Terminów otwarcia muzeum było już kilka, lecz plany władz Uniwersytetu Medycznego i prof. Tadeusza Dobosza, pomysłodawcy powstania placówki, pokrzyżowała pandemia koronawirusa. Teraz jest mowa o udostępnieniu zbiorów wiosną, prawdopodobnie w kwietniu.
Dwa tysiące słojów z Krakowa
Kolekcja wrocławskiej „sądówki” jest imponująca. – To największe tego typu zbiory w Polsce – mówi prof. Tadeusz Dobosz z Uniwersytetu Medycznego we Wrocławiu.

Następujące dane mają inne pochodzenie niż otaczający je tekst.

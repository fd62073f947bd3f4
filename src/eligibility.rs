//! Order eligibility.
//!
//! A profile may place an order while it has placed fewer orders than its limit and its
//! ordering window (if any) has not closed. Every caller (dashboards, catalog, and the
//! `place_order` transaction) goes through [`check`].

use chrono::{DateTime, Utc};

use crate::{
    error::AppError,
    models::{EligibilityReport, Profile},
};

/// Order limit applied when a profile's `user_limit` is null.
pub const DEFAULT_USER_LIMIT: i32 = 5;

/// OrderLimits
///
/// The two gating scalars of a profile.
#[derive(Debug, Clone, Copy, PartialEq, Default)]
pub struct OrderLimits {
    pub user_limit: Option<i32>,
    pub order_time_limit: Option<DateTime<Utc>>,
}

impl From<&Profile> for OrderLimits {
    fn from(profile: &Profile) -> Self {
        Self {
            user_limit: profile.user_limit,
            order_time_limit: profile.order_time_limit,
        }
    }
}

#[derive(Debug, Clone, Copy, PartialEq)]
pub enum Eligibility {
    Eligible,
    LimitReached { limit: i32 },
    TimeLimitExpired { expired_at: DateTime<Utc> },
}

impl Eligibility {
    pub fn is_eligible(&self) -> bool {
        matches!(self, Eligibility::Eligible)
    }

    /// Converts a rejection into the error returned to the client.
    pub fn into_result(self) -> Result<(), AppError> {
        match self {
            Eligibility::Eligible => Ok(()),
            Eligibility::LimitReached { limit } => Err(AppError::OrderLimitReached { limit }),
            Eligibility::TimeLimitExpired { expired_at } => {
                Err(AppError::OrderWindowExpired { expired_at })
            }
        }
    }

    pub fn reason(&self) -> Option<String> {
        match self {
            Eligibility::Eligible => None,
            Eligibility::LimitReached { limit } => {
                Some(format!("You have reached your order limit of {}", limit))
            }
            Eligibility::TimeLimitExpired { expired_at } => Some(format!(
                "Your ordering window closed at {}",
                expired_at.to_rfc3339()
            )),
        }
    }
}

pub fn effective_limit(user_limit: Option<i32>) -> i32 {
    user_limit.unwrap_or(DEFAULT_USER_LIMIT)
}

/// check
///
/// eligible ⇔ `orders_placed < limit` and (`order_time_limit` is null or `>= now`).
/// An expired window is reported ahead of an exhausted limit.
pub fn check(limits: OrderLimits, orders_placed: i64, now: DateTime<Utc>) -> Eligibility {
    if let Some(expired_at) = limits.order_time_limit {
        if expired_at < now {
            return Eligibility::TimeLimitExpired { expired_at };
        }
    }

    let limit = effective_limit(limits.user_limit);
    if orders_placed >= i64::from(limit) {
        return Eligibility::LimitReached { limit };
    }

    Eligibility::Eligible
}

/// Remaining orders, or 0 when the profile cannot order at all.
pub fn orders_left(limits: OrderLimits, orders_placed: i64, now: DateTime<Utc>) -> i64 {
    if check(limits, orders_placed, now).is_eligible() {
        i64::from(effective_limit(limits.user_limit)) - orders_placed
    } else {
        0
    }
}

pub fn report(profile: &Profile, orders_placed: i64, now: DateTime<Utc>) -> EligibilityReport {
    let limits = OrderLimits::from(profile);
    let outcome = check(limits, orders_placed, now);

    EligibilityReport {
        can_order: outcome.is_eligible(),
        orders_placed,
        user_limit: effective_limit(limits.user_limit),
        orders_left: orders_left(limits, orders_placed, now),
        order_time_limit: limits.order_time_limit,
        reason: outcome.reason(),
    }
}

Składają się na nią preparaty, przedmioty i zdjęcia powstałe w przedwojennym Breslau. Część eksponatów pochodzi także z powojennego okresu działania Katedry Medycyny Sądowej. Przed kilkoma lat prof. Dobosz przyjął w depozyt zbiory krakowskiej „sądówki”.
Wśród dwóch tysięcy słojów z preparatami biologicznymi jest naczynie z głową mężczyzny ściętego w Krakowie około dwustu lat temu. Po egzekucji bawiły się nią dzieci, a ostatecznie wpadła do bagniska. W torfie włosy i skóra zmieniły kolor, ale tkanki zachowały się w niemal niezmienionym kształcie.
Tajna komnata nie dla wszystkich
Muzeum zaaranżowane zostało w dawnym magazynie zwłok. Pomieszczenia są już wyremontowane. Prof. Tadeusz Dobosz przygotowuje prezentacje poszczególnych działów.
– Kolekcja nie będzie powszechnie dostępna. Eksponaty związane z przestępstwami seksualnymi, seryjnymi morderstwami i najbardziej okrutnymi zbrodniami znajdą się w części nazwanej „camera secreta”, która będzie dostępna tylko dla studentów medycyny i prawa – zapowiada gospodarz muzeum. – Drugą część będzie można zobaczyć, na przykład w ramach wycieczek szkolnych. Szerokiej publiczności będziemy udostępniali muzeum dwa razy w roku, podczas festiwalu nauki i Nocy Muzeów.